» **Task details**:
Could you restate the data word for word?

···

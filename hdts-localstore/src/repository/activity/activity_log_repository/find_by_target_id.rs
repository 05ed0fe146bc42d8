use hdts_db::models::activity::ActivityLogEntryModel;
use hdts_db::repository::backend::StorageBackend;

use super::repo_impl::ActivityLogRepositoryImpl;

impl<B: StorageBackend> ActivityLogRepositoryImpl<B> {
    /// Matches on `target_id` alone. `target_type` is not part of the
    /// predicate, so an entry about another entity kind whose id string
    /// collides with the queried one is also returned.
    pub(super) async fn find_by_target_id_impl(
        repo: &ActivityLogRepositoryImpl<B>,
        target_id: &str,
    ) -> Result<Vec<ActivityLogEntryModel>, Box<dyn std::error::Error + Send + Sync>> {
        let entries = Self::read_all(repo).await?;
        Ok(entries
            .into_iter()
            .filter(|e| e.target_id.as_str() == target_id)
            .collect())
    }
}
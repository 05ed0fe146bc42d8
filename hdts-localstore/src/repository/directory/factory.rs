use std::sync::Arc;

use hdts_db::repository::backend::StorageBackend;

use super::employee_user_repository::EmployeeUserRepositoryImpl;

/// Factory for creating directory module repositories
#[derive(Default)]
pub struct DirectoryRepoFactory {}

impl DirectoryRepoFactory {
    /// Create a new DirectoryRepoFactory singleton
    pub fn new() -> Arc<Self> {
        Arc::new(Self {})
    }

    /// Build an EmployeeUserRepository over the given backend
    pub fn build_employee_user_repo<B: StorageBackend>(
        &self,
        backend: Arc<B>,
    ) -> Arc<EmployeeUserRepositoryImpl<B>> {
        Arc::new(EmployeeUserRepositoryImpl::new(backend))
    }

    /// Build all directory repositories over the given backend
    pub fn build_all_repos<B: StorageBackend>(&self, backend: Arc<B>) -> DirectoryRepositories<B> {
        DirectoryRepositories {
            employee_user_repository: self.build_employee_user_repo(backend),
        }
    }
}

/// Container for all directory module repositories
pub struct DirectoryRepositories<B: StorageBackend> {
    pub employee_user_repository: Arc<EmployeeUserRepositoryImpl<B>>,
}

···

» **Written response**:
filename hdts-localstore/src/repository/activity/activity_log_repository/find_by_target_id.rs
repository 05ed0fe146bc42d8
use hdts_db::models::activity::ActivityLogEntryModel;
use hdts_db::repository::backend::StorageBackend;

use super::repo_impl::ActivityLogRepositoryImpl;

impl<B: StorageBackend> ActivityLogRepositoryImpl<B> {
    /// Matches on `target_id` alone. `target_type` is not part of the
    /// predicate, so an entry about another entity kind whose id string
    /// collides with the queried one is also returned.
    pub(super) async fn find_by_target_id_impl(
        repo: &ActivityLogRepositoryImpl<B>,
        target_id: &str,
    ) -> Result<Vec<ActivityLogEntryModel>, Box<dyn std::error::Error + Send + Sync>> {
        let entries = Self::read_all(repo).await?;
        Ok(entries
            .into_iter()
            .filter(|e| e.target_id.as_str() == target_id)
            .collect())
    }
}
repository 05ed0fe146bc42d8
filename hdts-localstore/src/repository/directory/factory.rs
use std::sync::Arc;

use hdts_db::repository::backend::StorageBackend;

use super::employee_user_repository::EmployeeUserRepositoryImpl;

/// Factory for creating directory module repositories
#[derive(Default)]
pub struct DirectoryRepoFactory {}

impl DirectoryRepoFactory {
    /// Create a new DirectoryRepoFactory singleton
    pub fn new() -> Arc<Self> {
        Arc::new(Self {})
    }

    /// Build an EmployeeUserRepository over the given backend
    pub fn build_employee_user_repo<B: StorageBackend>(
        &self,
        backend: Arc<B>,
    ) -> Arc<EmployeeUserRepositoryImpl<B>> {
        Arc::new(EmployeeUserRepositoryImpl::new(backend))
    }

    /// Build all directory repositories over the given backend
    pub fn build_all_repos<B: StorageBackend>(&self, backend: Arc<B>) -> DirectoryRepositories<B> {
        DirectoryRepositories {
            employee_user_repository: self.build_employee_user_repo(backend),
        }
    }
}

/// Container for all directory module repositories
pub struct DirectoryRepositories<B: StorageBackend> {
    pub employee_user_repository: Arc<EmployeeUserRepositoryImpl<B>>,
}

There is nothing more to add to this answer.